THE PROBLEM >>
Repeat, exactly as written, the lines of the records below from the first through the line with "fn default_sniper_hold_hours() ->", but none past it.

===============

//! Wallet profiling
//!
//! Recomputes a wallet's rolling statistical fingerprint from its most
//! recent events: trade-size averages, realized win rate from matched
//! buy/sell pairs, average hold time and a trading-style label. Called after
//! every new event; recomputation from the window makes it idempotent.

use serde::{Deserialize, Serialize};
use tracing::debug;

use crate::model::{Event, EventKind, Profile, TradingStyle};
use crate::store::Store;

/// Profiler thresholds.
#[derive(Debug, Clone, Serialize, Deserialize)]
pub struct ProfilerConfig {
    /// Number of recent events the rolling profile is computed over.
    #[serde(default = "default_window")]
    pub window: usize,

    /// Average hold below this many hours classifies as sniper.
    #[serde(default = "default_sniper_hold_hours")]
    pub sniper_hold_hours: f64,

    /// Average hold below this many hours classifies as trader; above it,
    /// holder.
    #[serde(default = "default_holder_hold_hours")]
    pub holder_hold_hours: f64,
}

fn default_window() -> usize {
    50
}

fn default_sniper_hold_hours() -> f64 {
    24.0
}

fn default_holder_hold_hours() -> f64 {
    168.0
}

impl Default for ProfilerConfig {
    fn default() -> Self {
        Self {
            window: default_window(),
            sniper_hold_hours: default_sniper_hold_hours(),
            holder_hold_hours: default_holder_hold_hours(),
        }
    }
}

/// Outcome of matching one buy to its earliest subsequent exit.
#[derive(Debug, Clone, Copy)]
struct TradeOutcome {
    is_win: Option<bool>,
    hold_hours: f64,
}

/// Recomputes rolling wallet statistics.
pub struct Profiler {
    config: ProfilerConfig,
}

impl Profiler {
    pub fn new(config: ProfilerConfig) -> Self {
        Self { config }
    }

    /// Recompute the profile for a wallet from its recent event window and
    /// persist it. Returns the updated snapshot, or None when the wallet has
    /// no events yet. Detector-owned fields (alpha, reload stats) are left
    /// untouched.
    pub fn update(&self, store: &Store, wallet: &str) -> Option<Profile> {
        let recent = store.recent_events(wallet, self.config.window);
        if recent.is_empty() {
            return None;
        }

        // Chronological order for pair matching.
        let mut events: Vec<Event> = recent;
        events.reverse();

        let amounts: Vec<f64> = events
            .iter()
            .filter(|e| e.kind != EventKind::Unknown && e.amount > 0.0)
            .map(|e| e.amount)
            .collect();

        let avg_trade_size = if amounts.is_empty() {
            0.0
        } else {
            amounts.iter().sum::<f64>() / amounts.len() as f64
        };
        let max_trade_size = amounts.iter().fold(0.0_f64, |acc, a| acc.max(*a));

        let outcomes = match_trades(&events);
        let wins = outcomes.iter().filter(|o| o.is_win == Some(true)).count();
        let resolved = outcomes.iter().filter(|o| o.is_win.is_some()).count();
        let win_rate = if resolved > 0 {
            Some(wins as f64 / resolved as f64 * 100.0)
        } else {
            None
        };

        let avg_hold_hours = if outcomes.is_empty() {
            None
        } else {
            Some(outcomes.iter().map(|o| o.hold_hours).sum::<f64>() / outcomes.len() as f64)
        };

        let style = self.classify_style(avg_hold_hours);
        let total_events = events.len() as u32;
        let trades_analyzed = outcomes.len() as u32;

        let profile = store.with_profile_mut(wallet, |p| {
            p.avg_trade_size = avg_trade_size;
            p.max_trade_size = max_trade_size;
            p.total_events = total_events;
            p.win_rate = win_rate;
            p.trades_analyzed = trades_analyzed;
            p.avg_hold_hours = avg_hold_hours;
            p.style = style;
        });

        debug!(
            wallet = %wallet,
            avg = %format!("{avg_trade_size:.2}"),
            max = %format!("{max_trade_size:.2}"),
            trades = trades_analyzed,
            style = ?style,
            "Profile updated"
        );

        Some(profile)
    }

    fn classify_style(&self, avg_hold_hours: Option<f64>) -> TradingStyle {
        match avg_hold_hours {
            None => TradingStyle::Unknown,
            Some(h) if h < self.config.sniper_hold_hours => TradingStyle::Sniper,
            Some(h) if h < self.config.holder_hold_hours => TradingStyle::Trader,
            Some(_) => TradingStyle::Holder,
        }
    }
}

/// Match each BUY to the earliest subsequent SELL/SWAP of the same asset.
/// A pair with USD values on both legs resolves to win or loss; without
/// them it still contributes hold time.
fn match_trades(events: &[Event]) -> Vec<TradeOutcome> {
    let mut outcomes = Vec::new();

    for (i, buy) in events.iter().enumerate() {
        if buy.kind != EventKind::Buy {
            continue;
        }
        let Some(token) = buy.token_address.as_deref() else {
            continue;
        };

        let exit = events[i + 1..].iter().find(|e| {
            matches!(e.kind, EventKind::Sell | EventKind::Swap)
                && e.token_address.as_deref() == Some(token)
                && e.timestamp > buy.timestamp
        });

        if let Some(exit) = exit {
            let hold_hours = (exit.timestamp - buy.timestamp).num_seconds() as f64 / 3600.0;
            let is_win = match (buy.amount_usd, exit.amount_usd) {
                (Some(cost), Some(proceeds)) if cost > 0.0 => Some(proceeds > cost),
                _ => None,
            };
            outcomes.push(TradeOutcome { is_win, hold_hours });
        }
    }

    outcomes
}
use config::{Config as ConfigBuilder, Environment, File};
use serde::{Deserialize, Serialize};
use std::collections::HashMap;
use std::path::Path;

use crate::classify::ClassifierConfig;
use crate::detect::DetectorConfig;
use crate::error::{Error, Result};
use crate::model::{Chain, ReputationTier, Wallet};
use crate::profile::ProfilerConfig;

/// Scan scheduling for one chain.
#[derive(Debug, Clone, Serialize, Deserialize)]
pub struct ChainScheduleConfig {
    /// Seconds between scan cycles.
    pub scan_interval_secs: u64,

    /// Per-wallet fetch timeout.
    #[serde(default = "default_tx_timeout_secs")]
    pub tx_timeout_secs: u64,
}

fn default_tx_timeout_secs() -> u64 {
    30
}

fn default_solana_schedule() -> ChainScheduleConfig {
    ChainScheduleConfig {
        scan_interval_secs: 30,
        tx_timeout_secs: default_tx_timeout_secs(),
    }
}

fn default_base_schedule() -> ChainScheduleConfig {
    ChainScheduleConfig {
        scan_interval_secs: 120,
        tx_timeout_secs: default_tx_timeout_secs(),
    }
}

/// USD price lookup settings.
#[derive(Debug, Clone, Serialize, Deserialize)]
pub struct PriceConfig {
    #[serde(default = "default_price_enabled")]
    pub enabled: bool,

    #[serde(default = "default_price_endpoint")]
    pub endpoint: String,

    #[serde(default = "default_price_timeout_secs")]
    pub timeout_secs: u64,

    /// How long a fetched price stays fresh.
    #[serde(default = "default_price_cache_secs")]
    pub cache_secs: u64,
}

fn default_price_enabled() -> bool {
    true
}

fn default_price_endpoint() -> String {
    "https://api.jup.ag/price/v2".to_string()
}

fn default_price_timeout_secs() -> u64 {
    5
}

fn default_price_cache_secs() -> u64 {
    60
}

impl Default for PriceConfig {
    fn default() -> Self {
        Self {
            enabled: default_price_enabled(),
            endpoint: default_price_endpoint(),
            timeout_secs: default_price_timeout_secs(),
            cache_secs: default_price_cache_secs(),
        }
    }
}

/// One monitored wallet as declared in the config file.
#[derive(Debug, Clone, Serialize, Deserialize)]
pub struct WalletEntry {
    pub address: String,

    #[serde(default)]
    pub name: Option<String>,

    pub chain: Chain,

    #[serde(default = "default_wallet_active")]
    pub active: bool,

    #[serde(default)]
    pub tier: ReputationTier,
}

fn default_wallet_active() -> bool {
    true
}

impl WalletEntry {
    pub fn to_wallet(&self) -> Wallet {
        Wallet {
            address: self.address.clone(),
            name: self
                .name
                .clone()
                .unwrap_or_else(|| crate::model::short_address(&self.address)),
            chain: self.chain,
            is_active: self.active,
            reputation_tier: self.tier,
        }
    }
}

#[derive(Debug, Clone, Serialize, Deserialize)]
pub struct Config {
    #[serde(default = "default_solana_schedule")]
    pub solana: ChainScheduleConfig,

    #[serde(default = "default_base_schedule")]
    pub base: ChainScheduleConfig,

    #[serde(default)]
    pub classifier: ClassifierConfig,

    #[serde(default)]
    pub profiler: ProfilerConfig,

    #[serde(default)]
    pub detectors: DetectorConfig,

    #[serde(default)]
    pub price: PriceConfig,

    /// Static asset-id to symbol map, consulted before any live resolver.
    #[serde(default)]
    pub tokens: HashMap<String, String>,

    #[serde(default)]
    pub wallets: Vec<WalletEntry>,
}

impl Default for Config {
    fn default() -> Self {
        Self {
            solana: default_solana_schedule(),
            base: default_base_schedule(),
            classifier: ClassifierConfig::default(),
            profiler: ProfilerConfig::default(),
            detectors: DetectorConfig::default(),
            price: PriceConfig::default(),
            tokens: HashMap::new(),
            wallets: Vec::new(),
        }
    }
}

impl Config {
    /// Load from an optional TOML file with `PULSE__`-prefixed environment
    /// overrides layered on top, e.g. `PULSE__SOLANA__SCAN_INTERVAL_SECS=10`.
    pub fn load(path: &Path) -> Result<Self> {
        let builder = ConfigBuilder::builder()
            .add_source(File::from(path).required(false))
            .add_source(Environment::with_prefix("PULSE").separator("__"));

        let config: Config = builder
            .build()
            .map_err(|e| Error::Config(e.to_string()))?
            .try_deserialize()
            .map_err(|e| Error::Config(e.to_string()))?;

        config.validate()?;
        Ok(config)
    }

    pub fn schedule(&self, chain: Chain) -> &ChainScheduleConfig {
        match chain {
            Chain::Sol => &self.solana,
            Chain::Base => &self.base,
        }
    }

    fn validate(&self) -> Result<()> {
        for schedule in [&self.solana, &self.base] {
            if schedule.scan_interval_secs == 0 {
                return Err(Error::Config(
                    "scan_interval_secs must be positive".to_string(),
                ));
            }
        }
        for entry in &self.wallets {
            if entry.address.trim().is_empty() {
                return Err(Error::Config("wallet address cannot be empty".to_string()));
            }
        }
        let ema = self.detectors.alpha.ema_weight;
        if !(0.0..=1.0).contains(&ema) || ema == 0.0 {
            return Err(Error::Config(format!(
                "alpha ema_weight must be in (0, 1], got {ema}"
            )));
        }
        if self.classifier.native_dust < 0.0 || self.classifier.token_dust < 0.0 {
            return Err(Error::Config(
                "dust thresholds cannot be negative".to_string(),
            ));
        }
        Ok(())
    }

    /// Monitored wallets for one chain.
    pub fn wallets_for(&self, chain: Chain) -> Vec<Wallet> {
        self.wallets
            .iter()
            .filter(|w| w.chain == chain)
            .map(WalletEntry::to_wallet)
            .collect()
    }
}
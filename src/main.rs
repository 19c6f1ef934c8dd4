//! Wallet Pulse - on-chain wallet intelligence engine
//!
//! Classifies monitored wallets' transactions into trade events and runs
//! behavioral detectors over them: reload prediction, cabal clustering,
//! contrarian analysis, alpha decay, and pattern anomalies.

use anyhow::Result;
use clap::{Parser, Subcommand};
use std::path::PathBuf;
use tracing::error;

// Use the library crate
use wallet_pulse::cli::commands;
use wallet_pulse::config::Config;

/// Wallet intelligence engine
#[derive(Parser)]
#[command(name = "pulse")]
#[command(author, version, about, long_about = None)]
struct Cli {
    /// Path to config file
    #[arg(short, long, default_value = "config.toml")]
    config: PathBuf,

    #[command(subcommand)]
    command: Commands,
}

#[derive(Subcommand)]
enum Commands {
    /// Start monitoring wallets
    Start {
        /// Replay transactions from a normalized JSON file instead of
        /// polling a live source
        #[arg(long)]
        replay: Option<PathBuf>,

        /// Run a single scan cycle per chain, then exit
        #[arg(long)]
        once: bool,
    },

    /// Show the effective configuration
    Config,

    /// List configured wallets
    Wallets,
}

#[tokio::main]
async fn main() -> Result<()> {
    // Load environment variables from .env file
    dotenvy::dotenv().ok();

    tracing_subscriber::fmt()
        .with_env_filter(
            tracing_subscriber::EnvFilter::from_default_env()
                .add_directive("wallet_pulse=info".parse().unwrap()),
        )
        .with_target(true)
        .init();

    let cli = Cli::parse();

    let config = match Config::load(&cli.config) {
        Ok(cfg) => cfg,
        Err(e) => {
            error!("Failed to load configuration: {}", e);
            std::process::exit(1);
        }
    };

    let result = match cli.command {
        Commands::Start { replay, once } => {
            commands::start(&config, replay.as_deref(), once).await
        }
        Commands::Config => commands::show_config(&config),
        Commands::Wallets => commands::wallets(&config),
    };

    if let Err(e) = result {
        error!("Command failed: {}", e);
        std::process::exit(1);
    }

    Ok(())
}
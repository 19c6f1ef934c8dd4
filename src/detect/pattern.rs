//! Behavioral pattern detection
//!
//! Per-wallet anomaly checks against the learned profile: outsized trades
//! relative to the wallet's own average, repeated buys of the same token,
//! and first-ever entries. First matching rule wins; a wallet still
//! building its profile produces nothing.

use chrono::Utc;
use serde::{Deserialize, Serialize};
use std::sync::Arc;
use tracing::info;

use crate::model::{Event, Moment, MomentKind};
use crate::store::{MomentSink, Store};

/// Pattern engine thresholds.
#[derive(Debug, Clone, Serialize, Deserialize)]
pub struct PatternConfig {
    /// Trade at or above this multiple of the wallet's average is a whale
    /// move.
    #[serde(default = "default_whale_multiple")]
    pub whale_multiple: f64,

    /// Trade at or above this multiple is merely above average.
    #[serde(default = "default_above_avg_multiple")]
    pub above_avg_multiple: f64,

    /// Same-token buys within the lookback that count as accumulation.
    #[serde(default = "default_accumulation_count")]
    pub accumulation_count: usize,

    /// Recent events examined for accumulation.
    #[serde(default = "default_accumulation_lookback")]
    pub accumulation_lookback: usize,
}

fn default_whale_multiple() -> f64 {
    3.0
}

fn default_above_avg_multiple() -> f64 {
    2.0
}

fn default_accumulation_count() -> usize {
    3
}

fn default_accumulation_lookback() -> usize {
    5
}

impl Default for PatternConfig {
    fn default() -> Self {
        Self {
            whale_multiple: default_whale_multiple(),
            above_avg_multiple: default_above_avg_multiple(),
            accumulation_count: default_accumulation_count(),
            accumulation_lookback: default_accumulation_lookback(),
        }
    }
}

/// Profile-relative behavior checks.
pub struct PatternEngine {
    config: PatternConfig,
    store: Arc<Store>,
    sink: Arc<MomentSink>,
}

impl PatternEngine {
    pub fn new(config: PatternConfig, store: Arc<Store>, sink: Arc<MomentSink>) -> Self {
        Self { config, store, sink }
    }

    /// Check one new event against the wallet's profile and history.
    /// Returns the emitted moment kind, if any.
    pub fn on_event(&self, event: &Event) -> Option<MomentKind> {
        if let Some(kind) = self.check_size_anomaly(event) {
            return Some(kind);
        }
        if let Some(kind) = self.check_accumulation(event) {
            return Some(kind);
        }
        self.check_new_token(event)
    }

    /// Deviation from the wallet's own average trade size. No profile yet
    /// means no baseline to deviate from.
    fn check_size_anomaly(&self, event: &Event) -> Option<MomentKind> {
        if event.amount <= 0.0 {
            return None;
        }
        let profile = self.store.profile(&event.wallet)?;
        if profile.avg_trade_size <= 0.0 {
            return None;
        }

        let deviation = event.amount / profile.avg_trade_size;
        let pct = (deviation - 1.0) * 100.0;
        let symbol = event.token_symbol.as_deref().unwrap_or("units");

        if deviation >= self.config.whale_multiple {
            self.emit(
                event,
                MomentKind::WhaleMove,
                9,
                format!(
                    "Whale move: {:.2} {symbol}, +{pct:.0}% vs avg {:.2}",
                    event.amount, profile.avg_trade_size
                ),
            );
            return Some(MomentKind::WhaleMove);
        }
        if deviation >= self.config.above_avg_multiple {
            self.emit(
                event,
                MomentKind::AboveAverage,
                6,
                format!(
                    "Above average: {:.2} {symbol}, +{pct:.0}% vs avg {:.2}",
                    event.amount, profile.avg_trade_size
                ),
            );
            return Some(MomentKind::AboveAverage);
        }
        None
    }

    /// Repeated buys of the same token within the recent history.
    fn check_accumulation(&self, event: &Event) -> Option<MomentKind> {
        if !event.kind.is_acquisition() {
            return None;
        }
        let symbol = event.token_symbol.as_deref()?;

        let history = self
            .store
            .recent_events(&event.wallet, self.config.accumulation_lookback);
        let matches = history
            .iter()
            .filter(|e| e.kind.is_acquisition() && e.token_symbol.as_deref() == Some(symbol))
            .count();

        if matches >= self.config.accumulation_count {
            self.emit(
                event,
                MomentKind::Accumulation,
                8,
                format!("Accumulation: {matches} recent buys of ${symbol}"),
            );
            return Some(MomentKind::Accumulation);
        }
        None
    }

    /// First time this wallet touches the token.
    fn check_new_token(&self, event: &Event) -> Option<MomentKind> {
        if !event.kind.is_acquisition() {
            return None;
        }
        let token = event.token_address.as_deref()?;

        if !self
            .store
            .has_prior_token_event(&event.wallet, token, &event.tx_hash)
        {
            let symbol = event.token_symbol.as_deref().unwrap_or("UNKNOWN");
            self.emit(
                event,
                MomentKind::NewToken,
                7,
                format!("First buy of ${symbol}; fresh entry"),
            );
            return Some(MomentKind::NewToken);
        }
        None
    }

    fn emit(&self, event: &Event, kind: MomentKind, severity: u8, description: String) {
        info!(wallet = %event.wallet, kind = %kind, "Pattern detected");
        self.sink.emit(Moment {
            wallet: event.wallet.clone(),
            tx_hash: Some(event.tx_hash.clone()),
            kind,
            token_symbol: event.token_symbol.clone(),
            description,
            severity,
            detected_at: Utc::now(),
        });
    }
}

#[cfg(test)]
mod tests {
    use super::*;
    use crate::model::{Chain, EventKind};
    use chrono::{DateTime, Duration};

    fn event(hash: &str, kind: EventKind, symbol: &str, amount: f64, at: DateTime<Utc>) -> Event {
        Event {
            wallet: "w1".to_string(),
            tx_hash: hash.to_string(),
            chain: Chain::Sol,
            timestamp: at,
            kind,
            token_symbol: Some(symbol.to_string()),
            token_address: Some(format!("mint-{symbol}")),
            amount,
            amount_usd: None,
        }
    }

    fn setup() -> (Arc<Store>, Arc<MomentSink>, PatternEngine) {
        let store = Arc::new(Store::new());
        let sink = Arc::new(MomentSink::new());
        let engine = PatternEngine::new(PatternConfig::default(), store.clone(), sink.clone());
        (store, sink, engine)
    }

    #[test]
    fn test_whale_move_on_3x_deviation() {
        let (store, _sink, engine) = setup();
        store.with_profile_mut("w1", |p| p.avg_trade_size = 10.0);

        let e = event("t1", EventKind::Buy, "X", 30.0, Utc::now());
        store.insert_event(e.clone());
        // has_prior is irrelevant: size anomaly wins first.
        assert_eq!(engine.on_event(&e), Some(MomentKind::WhaleMove));
    }

    #[test]
    fn test_above_average_on_2x_deviation() {
        let (store, _sink, engine) = setup();
        store.with_profile_mut("w1", |p| p.avg_trade_size = 10.0);

        let e = event("t1", EventKind::Sell, "X", 20.0, Utc::now());
        store.insert_event(e.clone());
        assert_eq!(engine.on_event(&e), Some(MomentKind::AboveAverage));
    }

    #[test]
    fn test_no_profile_no_size_anomaly() {
        let (store, _sink, engine) = setup();
        let now = Utc::now();
        // Prior event so this isn't a fresh entry either.
        store.insert_event(event("t0", EventKind::Buy, "X", 5.0, now - Duration::hours(1)));
        let e = event("t1", EventKind::Sell, "X", 500.0, now);
        store.insert_event(e.clone());
        assert_eq!(engine.on_event(&e), None);
    }

    #[test]
    fn test_accumulation_after_repeated_buys() {
        let (store, _sink, engine) = setup();
        store.with_profile_mut("w1", |p| p.avg_trade_size = 10.0);
        let t0 = Utc::now() - Duration::hours(1);

        store.insert_event(event("t1", EventKind::Buy, "X", 10.0, t0));
        store.insert_event(event("t2", EventKind::Swap, "X", 10.0, t0 + Duration::minutes(5)));
        let e = event("t3", EventKind::Buy, "X", 10.0, t0 + Duration::minutes(10));
        store.insert_event(e.clone());

        assert_eq!(engine.on_event(&e), Some(MomentKind::Accumulation));
    }

    #[test]
    fn test_new_token_first_entry() {
        let (store, _sink, engine) = setup();
        store.with_profile_mut("w1", |p| p.avg_trade_size = 10.0);

        let e = event("t1", EventKind::Buy, "FRESH", 10.0, Utc::now());
        store.insert_event(e.clone());
        assert_eq!(engine.on_event(&e), Some(MomentKind::NewToken));

        // A later buy of the same token is no longer a fresh entry.
        let e2 = event("t2", EventKind::Buy, "FRESH", 10.0, Utc::now());
        store.insert_event(e2.clone());
        assert_eq!(engine.on_event(&e2), None);
    }

    #[test]
    fn test_transfer_never_patterns_beyond_size() {
        let (store, _sink, engine) = setup();
        store.with_profile_mut("w1", |p| p.avg_trade_size = 100.0);

        let e = event("t1", EventKind::Transfer, "SOL", 50.0, Utc::now());
        store.insert_event(e.clone());
        assert_eq!(engine.on_event(&e), None);
    }
}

===============

ANSWER TO THIS TASK >>
//! Wallet profiling
//!
//! Recomputes a wallet's rolling statistical fingerprint from its most
//! recent events: trade-size averages, realized win rate from matched
//! buy/sell pairs, average hold time and a trading-style label. Called after
//! every new event; recomputation from the window makes it idempotent.

use serde::{Deserialize, Serialize};
use tracing::debug;

use crate::model::{Event, EventKind, Profile, TradingStyle};
use crate::store::Store;

/// Profiler thresholds.
#[derive(Debug, Clone, Serialize, Deserialize)]
pub struct ProfilerConfig {
    /// Number of recent events the rolling profile is computed over.
    #[serde(default = "default_window")]
    pub window: usize,

    /// Average hold below this many hours classifies as sniper.
    #[serde(default = "default_sniper_hold_hours")]
    pub sniper_hold_hours: f64,

    /// Average hold below this many hours classifies as trader; above it,
    /// holder.
    #[serde(default = "default_holder_hold_hours")]
    pub holder_hold_hours: f64,
}

fn default_window() -> usize {
    50
}

fn default_sniper_hold_hours() -> f64 {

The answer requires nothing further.